Is operational simplicity more important than performance?

The answers usually determine where optimization efforts should focus.

I've found that many networking debates disappear once communication patterns become clear. Some workloads benefit significantly from networking optimizations because communication directly affects execution time. Others see little measurable improvement because networking is not their primary constraint.

This is one reason networking has become a much larger consideration in modern HPC environments. Running distributed analytics platforms, simulation workloads, and GPU-powered computing clusters requires more than fast processors and powerful accelerators. It requires infrastructure where cloud networking performance scales alongside compute performance. Cloud platforms such as AceCloud support high-performance Kubernetes deployments because improving CPUs or GPUs alone rarely solves communication bottlenecks. If data cannot move efficiently between workloads, additional compute resources often deliver diminishing returns.

The most effective environments I've worked with do not treat networking as supporting infrastructure. They treat it as a performance-critical component of the workload itself.

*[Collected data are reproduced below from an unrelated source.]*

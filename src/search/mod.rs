use crate::cell::CellId;
use crate::graph::Adjacency;
use crate::FxIndexMap;
use core::fmt;

pub mod bfs;
pub mod dfs;
pub mod path;

pub use bfs::{bfs, BreadthFirst};
pub use dfs::{dfs, DepthFirst};
pub use path::{is_valid_path, reconstruct_path};

/// Visited cell to the cell it was reached from. The start cell has no entry.
pub type ParentMap = FxIndexMap<CellId, CellId>;

/// A single step of a traversal, emitted in the order the traversal takes it.
#[derive(Clone, Copy, Debug, PartialEq, Eq)]
pub enum TraversalEvent {
    /// Breadth-first search discovered `cell` at distance `level` from the start.
    Discovered { cell: CellId, level: usize },
    /// Depth-first search entered `cell` at recursion depth `depth`.
    Visited { cell: CellId, depth: usize },
    /// Depth-first search left `cell` without having found the goal below it.
    Backtracked { cell: CellId },
}

impl TraversalEvent {
    pub fn cell(&self) -> CellId {
        match *self {
            TraversalEvent::Discovered { cell, .. }
            | TraversalEvent::Visited { cell, .. }
            | TraversalEvent::Backtracked { cell } => cell,
        }
    }
}

/// Result of a traversal from which the path to the goal can be extracted.
#[derive(Clone, Debug, PartialEq, Eq)]
pub struct SearchTree {
    pub start: CellId,
    pub goal: CellId,
    pub parents: ParentMap,
    /// Visited cells in visiting order with their level (BFS) or depth (DFS). Includes the
    /// start at 0.
    pub levels: FxIndexMap<CellId, usize>,
    pub found: bool,
}

impl SearchTree {
    pub fn new(start: CellId, goal: CellId) -> SearchTree {
        SearchTree {
            start,
            goal,
            parents: ParentMap::default(),
            levels: FxIndexMap::default(),
            found: false,
        }
    }
    pub fn unreachable(&self) -> bool {
        !self.found
    }
    pub fn level(&self, cell: CellId) -> Option<usize> {
        self.levels.get(&cell).copied()
    }
    /// Cells in the order they were visited, starting with the start cell.
    pub fn visited(&self) -> impl Iterator<Item = CellId> + '_ {
        self.levels.keys().copied()
    }
    /// The start to goal path if the goal was found.
    pub fn path(&self) -> Option<Vec<CellId>> {
        if self.found {
            reconstruct_path(&self.parents, self.start, self.goal)
        } else {
            None
        }
    }
}

/// A traversal over an [Adjacency] list that reports every step to `events`.
pub trait Traversal {
    fn traverse<F>(&self, graph: &Adjacency, start: CellId, goal: CellId, events: F) -> SearchTree
    where
        F: FnMut(TraversalEvent);
}

/// The traversal selected in the front end.
#[derive(Clone, Copy, Debug, PartialEq, Eq, Hash)]
pub enum Algorithm {
    BreadthFirst,
    DepthFirst,
}

impl Algorithm {
    pub const ALL: [Algorithm; 2] = [Algorithm::BreadthFirst, Algorithm::DepthFirst];
}

impl Traversal for Algorithm {
    fn traverse<F>(&self, graph: &Adjacency, start: CellId, goal: CellId, events: F) -> SearchTree
    where
        F: FnMut(TraversalEvent),
    {
        match self {
            Algorithm::BreadthFirst => BreadthFirst.traverse(graph, start, goal, events),
            Algorithm::DepthFirst => DepthFirst.traverse(graph, start, goal, events),
        }
    }
}

impl fmt::Display for Algorithm {
    fn fmt(&self, f: &mut fmt::Formatter) -> fmt::Result {
        match self {
            Algorithm::BreadthFirst => write!(f, "breadth-first search"),
            Algorithm::DepthFirst => write!(f, "depth-first search"),
        }
    }
}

The longer I work with Kubernetes, the less I think about networking as a connectivity problem and the more I think about it as a performance problem.

Most clusters can successfully connect pods and services. The real question is whether they can do so efficiently enough for the workloads they support. Traditional application environments may never expose networking bottlenecks because communication patterns are relatively simple. High-performance computing environments are different. They amplify every inefficiency because workloads spend so much time exchanging information across the network.

What I've learned is that networking performance is rarely determined by a single technology choice. It is the combined result of workload communication patterns, CNI architecture, overlay design, latency characteristics, and infrastructure decisions made throughout the stack. When those pieces align, applications scale more predictably and infrastructure investments produce the performance gains teams expect.

In my experience, the most successful Kubernetes networking strategies begin with understanding how workloads communicate. Once that foundation exists, decisions around CNIs, overlays, and latency optimization become far easier to make and far more likely to deliver meaningful results.